• Your assignment: Copy the data exactly.

• Material provided:
Start of Block

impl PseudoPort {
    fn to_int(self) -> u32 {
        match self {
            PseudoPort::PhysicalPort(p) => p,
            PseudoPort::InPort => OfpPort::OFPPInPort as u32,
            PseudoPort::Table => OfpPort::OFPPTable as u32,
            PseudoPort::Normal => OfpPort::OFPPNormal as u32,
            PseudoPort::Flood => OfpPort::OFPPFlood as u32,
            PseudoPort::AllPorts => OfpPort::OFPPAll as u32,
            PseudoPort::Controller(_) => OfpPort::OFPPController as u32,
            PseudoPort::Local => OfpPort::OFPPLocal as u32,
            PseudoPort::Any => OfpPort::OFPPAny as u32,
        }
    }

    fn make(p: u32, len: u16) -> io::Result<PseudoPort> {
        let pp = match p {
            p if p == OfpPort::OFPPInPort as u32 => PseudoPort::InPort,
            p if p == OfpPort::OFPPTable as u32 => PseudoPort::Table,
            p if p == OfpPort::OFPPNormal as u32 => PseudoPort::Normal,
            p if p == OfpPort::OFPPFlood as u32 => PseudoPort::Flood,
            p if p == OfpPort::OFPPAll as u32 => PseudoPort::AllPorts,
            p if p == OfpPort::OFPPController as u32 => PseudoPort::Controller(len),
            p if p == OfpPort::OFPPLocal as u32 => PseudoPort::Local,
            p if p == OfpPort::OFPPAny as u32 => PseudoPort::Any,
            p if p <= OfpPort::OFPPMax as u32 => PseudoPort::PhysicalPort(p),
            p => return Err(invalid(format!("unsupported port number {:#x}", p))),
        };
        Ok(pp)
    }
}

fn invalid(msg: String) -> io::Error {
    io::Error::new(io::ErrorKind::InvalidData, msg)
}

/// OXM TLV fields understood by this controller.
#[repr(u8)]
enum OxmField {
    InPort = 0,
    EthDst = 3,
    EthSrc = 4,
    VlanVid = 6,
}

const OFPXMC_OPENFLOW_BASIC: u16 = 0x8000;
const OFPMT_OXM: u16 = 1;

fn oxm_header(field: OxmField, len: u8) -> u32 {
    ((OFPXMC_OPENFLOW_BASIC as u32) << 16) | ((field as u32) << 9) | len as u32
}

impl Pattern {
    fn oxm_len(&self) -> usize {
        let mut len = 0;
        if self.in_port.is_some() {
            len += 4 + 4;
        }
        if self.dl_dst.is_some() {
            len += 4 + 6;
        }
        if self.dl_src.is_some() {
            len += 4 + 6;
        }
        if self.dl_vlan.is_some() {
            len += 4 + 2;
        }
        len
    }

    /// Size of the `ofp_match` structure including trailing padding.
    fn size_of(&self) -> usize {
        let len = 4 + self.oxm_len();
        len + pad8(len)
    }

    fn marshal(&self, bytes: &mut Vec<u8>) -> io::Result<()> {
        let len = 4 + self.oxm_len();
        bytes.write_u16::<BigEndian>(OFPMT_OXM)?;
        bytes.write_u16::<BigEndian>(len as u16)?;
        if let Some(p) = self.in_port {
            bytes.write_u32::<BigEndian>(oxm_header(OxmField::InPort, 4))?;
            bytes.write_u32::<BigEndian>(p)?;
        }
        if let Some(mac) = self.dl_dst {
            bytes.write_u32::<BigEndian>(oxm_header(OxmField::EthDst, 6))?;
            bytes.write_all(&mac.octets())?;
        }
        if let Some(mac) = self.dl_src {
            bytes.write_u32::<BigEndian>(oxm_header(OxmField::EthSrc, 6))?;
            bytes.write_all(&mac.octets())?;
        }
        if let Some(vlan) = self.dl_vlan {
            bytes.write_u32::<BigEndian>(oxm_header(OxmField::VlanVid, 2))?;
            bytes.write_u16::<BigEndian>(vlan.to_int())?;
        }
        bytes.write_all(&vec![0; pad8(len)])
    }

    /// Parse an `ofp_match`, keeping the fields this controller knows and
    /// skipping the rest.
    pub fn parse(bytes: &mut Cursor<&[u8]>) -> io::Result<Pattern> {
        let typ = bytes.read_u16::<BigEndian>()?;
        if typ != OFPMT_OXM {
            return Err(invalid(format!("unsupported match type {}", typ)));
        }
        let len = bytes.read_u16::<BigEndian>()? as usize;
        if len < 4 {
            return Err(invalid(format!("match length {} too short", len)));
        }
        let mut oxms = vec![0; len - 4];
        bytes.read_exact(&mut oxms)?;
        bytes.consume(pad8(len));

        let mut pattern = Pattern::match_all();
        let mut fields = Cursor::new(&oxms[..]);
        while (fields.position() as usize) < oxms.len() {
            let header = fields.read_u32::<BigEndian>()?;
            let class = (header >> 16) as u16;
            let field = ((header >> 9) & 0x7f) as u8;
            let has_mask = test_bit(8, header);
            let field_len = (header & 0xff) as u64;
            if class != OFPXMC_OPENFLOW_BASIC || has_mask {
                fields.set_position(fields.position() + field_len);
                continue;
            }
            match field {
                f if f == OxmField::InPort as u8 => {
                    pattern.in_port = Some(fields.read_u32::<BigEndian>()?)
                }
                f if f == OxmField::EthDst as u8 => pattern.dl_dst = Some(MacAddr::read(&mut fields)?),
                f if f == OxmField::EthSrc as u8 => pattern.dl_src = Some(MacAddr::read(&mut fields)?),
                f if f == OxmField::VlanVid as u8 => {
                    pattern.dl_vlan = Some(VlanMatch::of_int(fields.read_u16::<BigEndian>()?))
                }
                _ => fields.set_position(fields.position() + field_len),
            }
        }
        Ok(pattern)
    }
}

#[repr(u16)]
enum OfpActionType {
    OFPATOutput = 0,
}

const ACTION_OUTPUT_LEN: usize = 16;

End of Block

• Result:
impl PseudoPort {
    fn to_int(self) -> u32 {
        match self {
            PseudoPort::PhysicalPort(p) => p,
            PseudoPort::InPort => OfpPort::OFPPInPort as u32,
            PseudoPort::Table => OfpPort::OFPPTable as u32,
            PseudoPort::Normal => OfpPort::OFPPNormal as u32,
            PseudoPort::Flood => OfpPort::OFPPFlood as u32,
            PseudoPort::AllPorts => OfpPort::OFPPAll as u32,
            PseudoPort::Controller(_) => OfpPort::OFPPController as u32,
            PseudoPort::Local => OfpPort::OFPPLocal as u32,
            PseudoPort::Any => OfpPort::OFPPAny as u32,
        }
    }

    fn make(p: u32, len: u16) -> io::Result<PseudoPort> {
        let pp = match p {
            p if p == OfpPort::OFPPInPort as u32 => PseudoPort::InPort,
            p if p == OfpPort::OFPPTable as u32 => PseudoPort::Table,
            p if p == OfpPort::OFPPNormal as u32 => PseudoPort::Normal,
            p if p == OfpPort::OFPPFlood as u32 => PseudoPort::Flood,
            p if p == OfpPort::OFPPAll as u32 => PseudoPort::AllPorts,
            p if p == OfpPort::OFPPController as u32 => PseudoPort::Controller(len),
            p if p == OfpPort::OFPPLocal as u32 => PseudoPort::Local,
            p if p == OfpPort::OFPPAny as u32 => PseudoPort::Any,
            p if p <= OfpPort::OFPPMax as u32 => PseudoPort::PhysicalPort(p),
            p => return Err(invalid(format!("unsupported port number {:#x}", p))),
        };
        Ok(pp)
    }
}

fn invalid(msg: String) -> io::Error {
    io::Error::new(io::ErrorKind::InvalidData, msg)
}

/// OXM TLV fields understood by this controller.
#[repr(u8)]
enum OxmField {
    InPort = 0,
    EthDst = 3,
    EthSrc = 4,
    VlanVid = 6,
}

const OFPXMC_OPENFLOW_BASIC: u16 = 0x8000;
const OFPMT_OXM: u16 = 1;

fn oxm_header(field: OxmField, len: u8) -> u32 {
    ((OFPXMC_OPENFLOW_BASIC as u32) << 16) | ((field as u32) << 9) | len as u32
}

impl Pattern {
    fn oxm_len(&self) -> usize {
        let mut len = 0;
        if self.in_port.is_some() {
            len += 4 + 4;
        }
        if self.dl_dst.is_some() {
            len += 4 + 6;
        }
        if self.dl_src.is_some() {
            len += 4 + 6;
        }
        if self.dl_vlan.is_some() {
            len += 4 + 2;
        }
        len
    }

    /// Size of the `ofp_match` structure including trailing padding.
    fn size_of(&self) -> usize {
        let len = 4 + self.oxm_len();
        len + pad8(len)
    }

    fn marshal(&self, bytes: &mut Vec<u8>) -> io::Result<()> {
        let len = 4 + self.oxm_len();
        bytes.write_u16::<BigEndian>(OFPMT_OXM)?;
        bytes.write_u16::<BigEndian>(len as u16)?;
        if let Some(p) = self.in_port {
            bytes.write_u32::<BigEndian>(oxm_header(OxmField::InPort, 4))?;
            bytes.write_u32::<BigEndian>(p)?;
        }
        if let Some(mac) = self.dl_dst {
            bytes.write_u32::<BigEndian>(oxm_header(OxmField::EthDst, 6))?;
            bytes.write_all(&mac.octets())?;
        }
        if let Some(mac) = self.dl_src {
            bytes.write_u32::<BigEndian>(oxm_header(OxmField::EthSrc, 6))?;
            bytes.write_all(&mac.octets())?;
        }
        if let Some(vlan) = self.dl_vlan {
            bytes.write_u32::<BigEndian>(oxm_header(OxmField::VlanVid, 2))?;
            bytes.write_u16::<BigEndian>(vlan.to_int())?;
        }
        bytes.write_all(&vec![0; pad8(len)])
    }

    /// Parse an `ofp_match`, keeping the fields this controller knows and
    /// skipping the rest.
    pub fn parse(bytes: &mut Cursor<&[u8]>) -> io::Result<Pattern> {
        let typ = bytes.read_u16::<BigEndian>()?;
        if typ != OFPMT_OXM {
            return Err(invalid(format!("unsupported match type {}", typ)));
        }
        let len = bytes.read_u16::<BigEndian>()? as usize;
        if len < 4 {
            return Err(invalid(format!("match length {} too short", len)));
        }
        let mut oxms = vec![0; len - 4];
        bytes.read_exact(&mut oxms)?;
        bytes.consume(pad8(len));

        let mut pattern = Pattern::match_all();
        let mut fields = Cursor::new(&oxms[..]);
        while (fields.position() as usize) < oxms.len() {
            let header = fields.read_u32::<BigEndian>()?;
            let class = (header >> 16) as u16;
            let field = ((header >> 9) & 0x7f) as u8;
            let has_mask = test_bit(8, header);
            let field_len = (header & 0xff) as u64;
            if class != OFPXMC_OPENFLOW_BASIC || has_mask {
                fields.set_position(fields.position() + field_len);
                continue;
            }
            match field {
                f if f == OxmField::InPort as u8 => {
                    pattern.in_port = Some(fields.read_u32::<BigEndian>()?)
                }
                f if f == OxmField::EthDst as u8 => pattern.dl_dst = Some(MacAddr::read(&mut fields)?),
                f if f == OxmField::EthSrc as u8 => pattern.dl_src = Some(MacAddr::read(&mut fields)?),
                f if f == OxmField::VlanVid as u8 => {
                    pattern.dl_vlan = Some(VlanMatch::of_int(fields.read_u16::<BigEndian>()?))
                }
                _ => fields.set_position(fields.position() + field_len),
            }
        }
        Ok(pattern)
    }
}

#[repr(u16)]
enum OfpActionType {
    OFPATOutput = 0,
}

const ACTION_OUTPUT_LEN: usize = 16;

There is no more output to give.